Je me demande quoi lui répondre mais décide de lui dire la vérité, après tout elle le mérite bien non et lui dit de manière sincère :
“Mon garde du corps.”
“Votre garde du corps ?”
“Oui.”
“Et pourquoi tu ne réponds pas ?”
“Je n’ai pas envie qu’on sache que je suis en vie.”
Je me mets à la regarder après l'avoir révéler la vérité et je vois dans son regard qu’elle se pose des millions de questions et lui dit :
“Je sais que tu te poses des questions et je te dirais toute la vérité.”
Je la regarde dans les yeux puis fixe l’appel qui n'arrête pas de faire sonner mon téléphone en la questionnant de ce que je devrais faire selon elle.
“Tu penses que je devrais répondre au téléphone ?”
“Si c’est important, oui mais sinon je n’ai aucune idée.”
“Bon, je vais répondre sinon le téléphone ne vas pas arrêter de sonner.”
Et je décide de répondre à l’appel et met le téléphone en haut-parleurs afin qu’elle écoute notre conversation. J’avais l’envie qu’elle sache la vérité et c’est ce que je comptais faire.
“Allo.”
“Monsieur, j’essaye de vous appeler depuis longtemps mais en vain. Est-ce que vous allez bien ?”
“Ça pourrait aller Léna, il n'y a personne autour de toi rassures moi.”
“Non, je suis toute seule.”
D’un coin de l’œil, je regarde Alexias et la vois défaillir lorsqu’elle entend Léna me parler. Ce qui me fait légèrement sourire, c’est que j’avais l’impression qu’elle était jalouse. Je la vois s’éloigner de plus en plus et cela me fait prendre conscience que mon hypothèse était vraie, elle est jalouse alors qu’elle n'a pas à être comme ça. Je me lève pour la rattraper et elle revient vers moi inquiète ce qui me fait sourire de plus belle et elle me dit :
“ Non, restes là tu es blessé. Tu ne dois pas te lever.”
“Viens là.” lui dis-je en lui montrant la place à mes côtés ce qu’elle fait par la suite.
Léna entend notre conversation et s’alerte automatiquement :
“Vous êtes blessés monsieur ? C’est qui ? Qui a parler à l’instant ?”
Je me doutais qu’elle serait inquiète et si je lui disais que oui, je sais qu’elle est capable de débarquer avec tous mes autres gardes du corps pour ma protection, ce que je ne veux pas.
“Ce n’est rien. Tu es vraiment seul ?”
“Oui, mais vous me faîtes peur là.”
Je lève mes yeux en l’air et reprends ma conversation téléphonique avec Léna.
“Je veux que tu m'écoutes clairement, c’est important.”
“Je vous écoute.”
“J’ai eu un accident de voiture.”
“Quoi ? Où êtes-vous ? Je viens vous chercher.”
“Non, tu restes là.
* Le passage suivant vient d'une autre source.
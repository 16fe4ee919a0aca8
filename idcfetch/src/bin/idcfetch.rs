use clap::Parser;

use idcfetch::config::{Args, Config};

#[tokio::main]
async fn main() {
    env_logger::init();

    let args = Args::parse();
    let config = match Config::from_args(args) {
        Ok(config) => config,
        Err(e) => {
            log::error!("{e}");
            std::process::exit(2);
        }
    };

    match idcfetch::run(config).await {
        Ok(code) => std::process::exit(code),
        Err(e) => {
            log::error!("{e}");
            std::process::exit(2);
        }
    }
}
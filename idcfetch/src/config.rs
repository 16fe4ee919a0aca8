use std::path::PathBuf;
use std::time::Duration;

use clap::Parser;

use crate::download::LayoutMode;
use crate::error::{Kind, Result};

/// Command-line surface, matching the configuration table in the design:
/// every recognized option is a flag here, with `server_friendly` applied as
/// a post-parse preset override rather than a separate config file, since this
/// crate, like the rest of the workspace, takes configuration from flags and
/// env vars only.
#[derive(Debug, Parser)]
#[command(name = "idcfetch", about = "Batch fetcher for a medical-imaging archive")]
pub struct Args {
    /// Path to the input manifest.
    #[arg(long)]
    pub input: PathBuf,

    /// Output root directory.
    #[arg(long)]
    pub output: PathBuf,

    /// Download worker pool size.
    #[arg(long, default_value_t = 8)]
    pub concurrency: usize,

    /// Metadata resolver worker pool size.
    #[arg(long, default_value_t = 20)]
    pub metadata_workers: usize,

    /// Max idle connections kept per host in the HTTP pool.
    #[arg(long, default_value_t = 8)]
    pub max_conns_per_host: usize,

    /// Max retry attempts per series after the initial try.
    #[arg(long, default_value_t = 3)]
    pub max_retries: u32,

    /// Initial retry backoff, in milliseconds.
    #[arg(long, default_value_t = 1000)]
    pub retry_delay_ms: u64,

    /// Minimum delay before each attempt, in milliseconds.
    #[arg(long, default_value_t = 0)]
    pub request_delay_ms: u64,

    /// Bypass the `NeedsDownload` precondition and re-download everything.
    #[arg(long, default_value_t = false)]
    pub force: bool,

    /// Skip a series when the precondition reports "present and correct".
    #[arg(long, default_value_t = true)]
    pub skip_existing: bool,

    /// Enable per-file hash validation during extraction.
    #[arg(long, default_value_t = false)]
    pub hash_verify: bool,

    /// Keep downloaded archives as `.zip` instead of extracting them.
    #[arg(long, default_value_t = false)]
    pub no_extract: bool,

    /// Bypass the metadata cache and always fetch fresh records.
    #[arg(long, default_value_t = false)]
    pub refresh_metadata: bool,

    /// Apply the conservative preset: 1 download worker, 2 connections per
    /// host, 30s initial backoff, 2s request delay, 5 metadata workers.
    #[arg(long, default_value_t = false)]
    pub server_friendly: bool,

    /// Upstream HTTP or SOCKS5 proxy URL.
    #[arg(long)]
    pub proxy: Option<String>,

    /// Stop after metadata resolution; do not download any series.
    #[arg(long, default_value_t = false)]
    pub meta_only: bool,

    #[arg(long, default_value = "https://archive.example.test/api")]
    pub base_url: String,

    #[arg(long)]
    pub token_url: Option<String>,

    /// Base the metadata endpoint is rooted at, before the API version
    /// segment. Defaults to `base_url`.
    #[arg(long)]
    pub meta_url: Option<String>,

    /// Base the image endpoint is rooted at, before the API version segment.
    /// Defaults to `base_url`.
    #[arg(long)]
    pub image_url: Option<String>,

    #[arg(long, default_value = "v2")]
    pub api_version: String,

    #[arg(long, default_value = "v1")]
    pub api_version_fallback: String,

    #[arg(long)]
    pub username: String,

    #[arg(long)]
    pub password: String,

    #[arg(long)]
    pub client_id: String,

    #[arg(long, default_value = "credentials")]
    pub credential_name: String,

    /// Defaults to true: the archive is known to present internally-signed
    /// certificates, so verification is relaxed unless the operator points
    /// this at a host with a publicly trusted chain.
    #[arg(long, default_value_t = true)]
    pub insecure_skip_verify: bool,
}

/// Fully resolved configuration after preset application and cross-flag
/// validation. The orchestrator only ever looks at this, never at `Args`
/// directly.
#[derive(Debug, Clone)]
pub struct Config {
    pub input: PathBuf,
    pub output: PathBuf,
    pub concurrency: usize,
    pub metadata_workers: usize,
    pub max_conns_per_host: usize,
    pub max_retries: u32,
    pub retry_delay: Duration,
    pub request_delay: Duration,
    pub force: bool,
    pub skip_existing: bool,
    pub hash_verify: bool,
    pub layout: LayoutMode,
    pub refresh_metadata: bool,
    pub proxy: Option<String>,
    pub meta_only: bool,
    pub token_url: String,
    /// Base the metadata endpoint is rooted at; the request layer inserts
    /// `api_version` (falling back to `api_version_fallback`) and the
    /// `metadata` path segment on top of this.
    pub metadata_base: String,
    /// Base the image endpoint is rooted at; same versioning scheme as
    /// `metadata_base`.
    pub image_base: String,
    pub api_version: String,
    pub api_version_fallback: String,
    pub username: String,
    pub password: String,
    pub client_id: String,
    pub credential_name: String,
    pub insecure_skip_verify: bool,
}

impl Config {
    /// Applies the `server_friendly` preset (if requested) and validates the
    /// combination of flags, matching scenario F: `no_extract && hash_verify`
    /// is a fatal `Config` error raised before any network I/O.
    pub fn from_args(mut args: Args) -> Result<Self> {
        if args.server_friendly {
            args.concurrency = 1;
            args.max_conns_per_host = 2;
            args.retry_delay_ms = 30_000;
            args.request_delay_ms = 2_000;
            args.metadata_workers = 5;
        }

        if args.no_extract && args.hash_verify {
            return Err(Kind::Config(
                "hash_verify requires extraction; incompatible with no_extract".to_string(),
            ));
        }

        if args.concurrency == 0 {
            return Err(Kind::Config("concurrency must be at least 1".to_string()));
        }
        if args.metadata_workers == 0 {
            return Err(Kind::Config("metadata_workers must be at least 1".to_string()));
        }

        let layout = if args.no_extract {
            LayoutMode::KeepZip
        } else {
            LayoutMode::Extract
        };

        let token_url = args
            .token_url
            .unwrap_or_else(|| format!("{}/token", args.base_url.trim_end_matches('/')));
        let metadata_base = args.meta_url.unwrap_or_else(|| args.base_url.clone());
        let image_base = args.image_url.unwrap_or(args.base_url);

        Ok(Config {
            input: args.input,
            output: args.output,
            concurrency: args.concurrency,
            metadata_workers: args.metadata_workers,
            max_conns_per_host: args.max_conns_per_host,
            max_retries: args.max_retries,
            retry_delay: Duration::from_millis(args.retry_delay_ms),
            request_delay: Duration::from_millis(args.request_delay_ms),
            force: args.force,
            skip_existing: args.skip_existing,
            hash_verify: args.hash_verify,
            layout,
            refresh_metadata: args.refresh_metadata,
            proxy: args.proxy,
            meta_only: args.meta_only,
            token_url,
            metadata_base,
            image_base,
            api_version: args.api_version,
            api_version_fallback: args.api_version_fallback,
            username: args.username,
            password: args.password,
            client_id: args.client_id,
            credential_name: args.credential_name,
            insecure_skip_verify: args.insecure_skip_verify,
        })
    }
}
Ne viens pas.”
“Je veux que tu suives mes instructions.”
“Très bien, allez-y.”
Je regarde Alexias dans les yeux en même temps que je donne mes ordres à Léna et caresse sa main tout doucement afin de la calmer des révélations que je faisais à l’instant même.
“D’accord, je serais là monsieur.”
“Veillez à ce que personne ne vous suit. Il faut vraiment que vous fassiez attention.”
“Très bien, monsieur.”
Je raccroche le téléphone et regarde Alexias tout en plongeant mon regard au sien en attendant la venue de mon garde du corps.